7 Must-Read Poets for National Poetry Month

April is the month of glorious spring sunshine and new beginnings. How appropriate that it is also National Poetry Month.

National Poetry Month was established by the Academy of American Poets in 1996, and has since become the largest celebration honoring poets and poetry in the world. To add our voice to the festivity, here are 7 wonderful poets to read this April.


Emily Dickinson

1. Emily Dickinson

Emily Dickinson may have led a reclusive life, but great passion, insight, and depth of feeling were brewing in her isolation.

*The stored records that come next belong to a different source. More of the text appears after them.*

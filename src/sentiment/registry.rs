// Language strategy registry.
//
// Maps a language code to its label mapping and scoring strategy. Each
// registry owns its entries; there is no process-wide table. Codes are
// normalized to lower case, so "EN" and "en" name the same language.

use std::collections::HashMap;

use tracing::info;

use super::languages;
use super::traits::{LabelMapping, LanguageEntry};
use crate::error::{ModerateError, Result};

#[derive(Debug, Clone)]
pub struct LanguageRegistry {
    languages: HashMap<String, LanguageEntry>,
}

impl Default for LanguageRegistry {
    fn default() -> Self {
        Self::with_builtins()
    }
}

impl LanguageRegistry {
    /// A registry with no languages at all.
    pub fn empty() -> Self {
        Self {
            languages: HashMap::new(),
        }
    }

    /// A registry preloaded with the built-in languages (`en`, `fr`).
    pub fn with_builtins() -> Self {
        let mut registry = Self::empty();
        for (code, entry) in languages::builtins() {
            registry.languages.insert(code.to_string(), entry);
        }
        registry
    }

    /// Insert or replace the entry for `code`. Last writer wins.
    pub fn register_language(&mut self, code: &str, entry: LanguageEntry) {
        let code = normalize(code);
        let replaced = self.languages.insert(code.clone(), entry).is_some();
        info!(language = %code, replaced, "Registered language");
    }

    pub fn entry(&self, code: &str) -> Result<&LanguageEntry> {
        self.languages
            .get(&normalize(code))
            .ok_or_else(|| ModerateError::config(format!("unknown language: {code:?}")))
    }

    /// Label mapping for `code`. An unregistered code is an error, never an
    /// empty mapping.
    pub fn labels(&self, code: &str) -> Result<&LabelMapping> {
        self.entry(code).map(|entry| &entry.labels)
    }

    /// Run `code`'s scoring strategy for the token at `index`.
    pub fn apply_scoring_strategy(
        &self,
        code: &str,
        tokens: &[String],
        index: usize,
        score: i32,
    ) -> Result<i32> {
        Ok(self.entry(code)?.strategy.apply(tokens, index, score))
    }

    pub fn contains(&self, code: &str) -> bool {
        self.languages.contains_key(&normalize(code))
    }

    /// Registered codes, sorted.
    pub fn languages(&self) -> Vec<&str> {
        let mut codes: Vec<&str> = self.languages.keys().map(String::as_str).collect();
        codes.sort_unstable();
        codes
    }
}

fn normalize(code: &str) -> String {
    code.trim().to_lowercase()
}
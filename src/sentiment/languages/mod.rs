// Built-in languages, registered into every default registry.

pub mod en;
pub mod fr;

use super::traits::LanguageEntry;

pub fn builtins() -> Vec<(&'static str, LanguageEntry)> {
    vec![("en", en::entry()), ("fr", fr::entry())]
}
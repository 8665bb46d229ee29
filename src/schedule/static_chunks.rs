//! Static scheduling: one contiguous range per worker.

use super::join;
use log::trace;
use std::ops::Range;
use std::thread;

/// Split `[0, len)` into `workers` contiguous ranges.
///
/// Sizes differ by at most one; the first `len % workers` ranges take the
/// extra item. Ranges are empty when there are more workers than items.
pub fn static_ranges(len: usize, workers: usize) -> Vec<Range<usize>> {
    let workers = workers.max(1);
    let base = len / workers;
    let extra = len % workers;

    let mut ranges = Vec::with_capacity(workers);
    let mut start = 0;
    for w in 0..workers {
        let size = base + usize::from(w < extra);
        ranges.push(start..start + size);
        start += size;
    }
    ranges
}

pub(crate) fn fill<T, F>(out: &mut [T], workers: usize, f: &F)
where
    T: Send,
    F: Fn(usize) -> T + Sync,
{
    let ranges = static_ranges(out.len(), workers);

    thread::scope(|s| {
        let mut rest = out;
        for (tid, range) in ranges.into_iter().enumerate() {
            let (chunk, tail) = std::mem::take(&mut rest).split_at_mut(range.len());
            rest = tail;

            s.spawn(move || {
                let count = range.len();
                for (slot, i) in chunk.iter_mut().zip(range) {
                    *slot = f(i);
                }
                trace!("static worker {}: {} items", tid, count);
            });
        }
    });
}

pub(crate) fn partials<T, M, C>(
    len: usize,
    workers: usize,
    identity: T,
    map: &M,
    combine: &C,
) -> Vec<T>
where
    T: Copy + Send,
    M: Fn(usize) -> T + Sync,
    C: Fn(T, T) -> T + Sync,
{
    let ranges = static_ranges(len, workers);

    thread::scope(|s| {
        let handles: Vec<_> = ranges
            .into_iter()
            .map(|range| s.spawn(move || range.fold(identity, |acc, i| combine(acc, map(i)))))
            .collect();

        handles.into_iter().map(join).collect()
    })
}
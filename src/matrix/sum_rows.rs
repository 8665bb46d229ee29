use crate::error::{Result, check_len, grid_len};

/// Sum each row of an `n × m` matrix into `vector`.
///
/// Strictly sequential: one thread, columns summed left to right, so the
/// result is bit-exact for a given input. This is the serial baseline the
/// parallel kernels are compared against.
///
/// # Arguments
///
/// * `n` - Rows of `matrix`, length of `vector`
/// * `m` - Columns of `matrix`
/// * `matrix` - Input (n × m), row-major
/// * `vector` - Output row sums, overwritten
///
/// # Example
///
/// ```
/// use parloop::matrix::sum_rows::sum_rows;
///
/// let matrix = vec![1.0, 2.0, 3.0,   // 2×3 matrix
///                   4.0, 5.0, 6.0];
/// let mut vector = vec![0.0; 2];
///
/// sum_rows(2, 3, &matrix, &mut vector).unwrap();
///
/// assert_eq!(vector, vec![6.0, 15.0]);
/// ```
pub fn sum_rows(n: usize, m: usize, matrix: &[f64], vector: &mut [f64]) -> Result<()> {
    check_len("matrix", grid_len(n, m)?, matrix.len())?;
    check_len("vector", n, vector.len())?;

    for i in 0..n {
        let mut sum = 0.0;
        for j in 0..m {
            sum += matrix[i * m + j];
        }
        vector[i] = sum;
    }
    Ok(())
}
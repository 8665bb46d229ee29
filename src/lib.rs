//! Loop-level data parallelism in Rust, measured.
//!
//! A handful of tiny numeric kernels, each one a single parallel loop, used
//! to see what fork-join parallelism and scheduling policy actually buy you:
//! a dot product (parallel reduction), matrix addition (collapsed 2D loop),
//! a static vs dynamic scheduling shoot-out on naive Fibonacci, and a
//! sequential row-sum as the serial baseline.
//!
//! ## Usage
//!
//! ```
//! use parloop::{Pool, Schedule, dotprod};
//!
//! let pool = Pool::new(4).unwrap();
//! let x = vec![1.0, 2.0, 3.0];
//! let y = vec![4.0, 5.0, 6.0];
//!
//! assert_eq!(dotprod(&pool, Schedule::Static, &x, &y).unwrap(), 32.0);
//! ```
//!
//! Scheduling policy is picked per call:
//!
//! ```
//! use parloop::{Pool, Schedule, matadd};
//!
//! let pool = Pool::new(4).unwrap();
//! let x = vec![1.0f64; 64 * 32];
//! let y = vec![2.0f64; 64 * 32];
//! let mut out = vec![0.0f64; 64 * 32];
//!
//! matadd(&pool, Schedule::Dynamic { chunk: 256 }, 64, 32, &x, &y, &mut out).unwrap();
//! assert!(out.iter().all(|&v| v == 3.0));
//! ```
//!
//! ## What's inside
//!
//! - Static, dynamic and work-stealing schedules on one `Pool`
//! - Private-partial reductions, no shared accumulator
//! - Adaptive worker count (small loops run inline)
//! - Fibonacci load-imbalance benchmark

pub mod error;
pub mod kernels;
pub mod matrix;
pub mod schedbench;
pub mod schedule;
pub mod timing;

pub use error::{KernelError, Result};
pub use kernels::dotprod::{dotprod, dotprod_seq};
pub use kernels::matadd::matadd;
pub use matrix::sum_rows::sum_rows;
pub use schedbench::{
    FIB_PROBLEM_SIZE, FIB_TABLE_MAX, ScheduleReport, ScheduleRun, compare, fib, run_schedule,
};
pub use schedule::{Pool, Schedule};
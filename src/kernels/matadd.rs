//! Parallel elementwise matrix addition.

use crate::error::{Result, check_len, grid_len};
use crate::schedule::{Pool, Schedule};

/// `out = x + y` for `n x m` row-major matrices.
///
/// Row and column loops are collapsed into a single iteration space of
/// `n * m` items, so the schedule partitions both dimensions jointly.
/// Element `(i, j)` lives at `i * m + j`. Each output slot is written by
/// one worker and the result is exact.
///
/// # Arguments
///
/// * `n` - Rows
/// * `m` - Columns (row stride)
/// * `x`, `y` - Inputs (n × m), row-major
/// * `out` - Output (n × m), row-major, overwritten
///
/// # Errors
///
/// `LengthMismatch` if any buffer isn't `n * m` long, `DimensionOverflow`
/// if `n * m` doesn't fit in `usize`.
pub fn matadd(
    pool: &Pool,
    schedule: Schedule,
    n: usize,
    m: usize,
    x: &[f64],
    y: &[f64],
    out: &mut [f64],
) -> Result<()> {
    let len = grid_len(n, m)?;
    check_len("x", len, x.len())?;
    check_len("y", len, y.len())?;
    check_len("out", len, out.len())?;

    pool.fill(out, schedule, |k| x[k] + y[k])?;
    Ok(())
}
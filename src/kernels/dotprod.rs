//! Parallel dot product.

use crate::error::{Result, check_len};
use crate::schedule::{Pool, Schedule};

/// Dot product of `x` and `y` as a parallel reduction.
///
/// Each worker sums `x[i] * y[i]` over its own indices into a private
/// partial; partials are added after the join. Floating-point addition
/// isn't associative, so the last bits can vary with worker count and
/// schedule. Compare against [`dotprod_seq`] with a relative tolerance.
///
/// # Errors
///
/// `LengthMismatch` if `x` and `y` differ in length.
pub fn dotprod(pool: &Pool, schedule: Schedule, x: &[f64], y: &[f64]) -> Result<f64> {
    check_len("y", x.len(), y.len())?;

    pool.reduce(x.len(), schedule, 0.0, |i| x[i] * y[i], |a, b| a + b)
}

/// Sequential dot product, summed left to right.
///
/// Correctness baseline for [`dotprod`].
pub fn dotprod_seq(x: &[f64], y: &[f64]) -> f64 {
    x.iter().zip(y).map(|(a, b)| a * b).sum()
}

/// Inputs used by the `dotprod` driver: `x[i] = i/n`, `y[i] = 2i/n`.
pub fn ramp_inputs(n: usize) -> (Vec<f64>, Vec<f64>) {
    let scale = n as f64;
    let x = (0..n).map(|i| i as f64 / scale).collect();
    let y = (0..n).map(|i| i as f64 * 2.0 / scale).collect();
    (x, y)
}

The majority of her poems were not discovered until after her death, but thankfully they were published and we can continue to enjoy them today.

Part I: Life: VI

If I can stop one heart from breaking

I shall not live in vain;

If I can ease one life the aching,

Or cool one pain,

Or help one fainting robin

Unto his nest again,

I shall not live in vain

 

2. Adrienne Rich

Perhaps best known for her collection, “The Dream of a Common Language,” Adrienne Rich was an influential and widely read intellectual, poet, and essayist. Her work reflects the values she deeply cared about by exploring issues of feminism, politics and sexuality.

Adrienne Rich

Twenty-One Love Poems: III

Since we’re not young, weeks have to do time
for years of missing each other. Yet only this odd warp
in time tells me we’re not young.
Did I ever walk the morning streets at twenty,
my limbs streaming with a purer joy?
did I lean from any window over the city
listening for the future
as I listen here with nerves tuned for your ring?
And you, you move toward me with the same tempo.
Your eyes are everlasting, the green spark
of the blue-eyed grass of early summer,
the green-blue wild cress washed by the spring.
At twenty, yes: we thought we’d live forever.
At forty-five, I want to know even our limits.
I touch you knowing we weren’t born tomorrow,
and somehow, each of us will help the other live,
and somewhere, each of us must help the other die.

 

3. Leonard Cohen

Leonard Cohen

Leonard Cohen was brought back into the public eye after his death in November, 2016. Widely known as a singer-songwriter, Cohen was also a riveting poet, masterfully painting the vignettes of life with articulate depth and a masterful hand.

Untitled

(From “Book of Longing)

You don’t want to go out anymore

It’s bearable alone

Just you and the bad news

And the confession of Mother Theresa

G-d bless her for letting us know

That she couldn’t take it either

 

4. Dorothy Allison

Author of the bestselling novel, “Bastard out of Carolina,” Dorothy Allison is a southern writer who brings all of the influence of her South Carolina upbringing to her writing. A survivor of horrific childhood abuse, Allison’s writing explores rage, lust, sexuality, violence, and family dysfunction. Her collection of poetry, “The Women Who Hate Me,” is a raw account of seeking healing and relief from rage through sexuality.

 

The Women Who Love Me

Dorothy Allison

She could not sleep.
I could not stay awake.
She hinted that if I did not
I might wake up on the fire escape,
naked, on the roof or sidewalk.

I nodded, nodded, nodded out.

The women who love me
hold me when I sleep,
put their legs between mine.
Their fingers lace my cold ears.
They breathe on me, careful
not to wake me too soon.

The women who love me have
their own sisters to reconcile,
brothers, family and Broadway winds.
The women whose hands never touch my own
still reach me turning round
to face their fear laughing
at a hatred never meant to be understood.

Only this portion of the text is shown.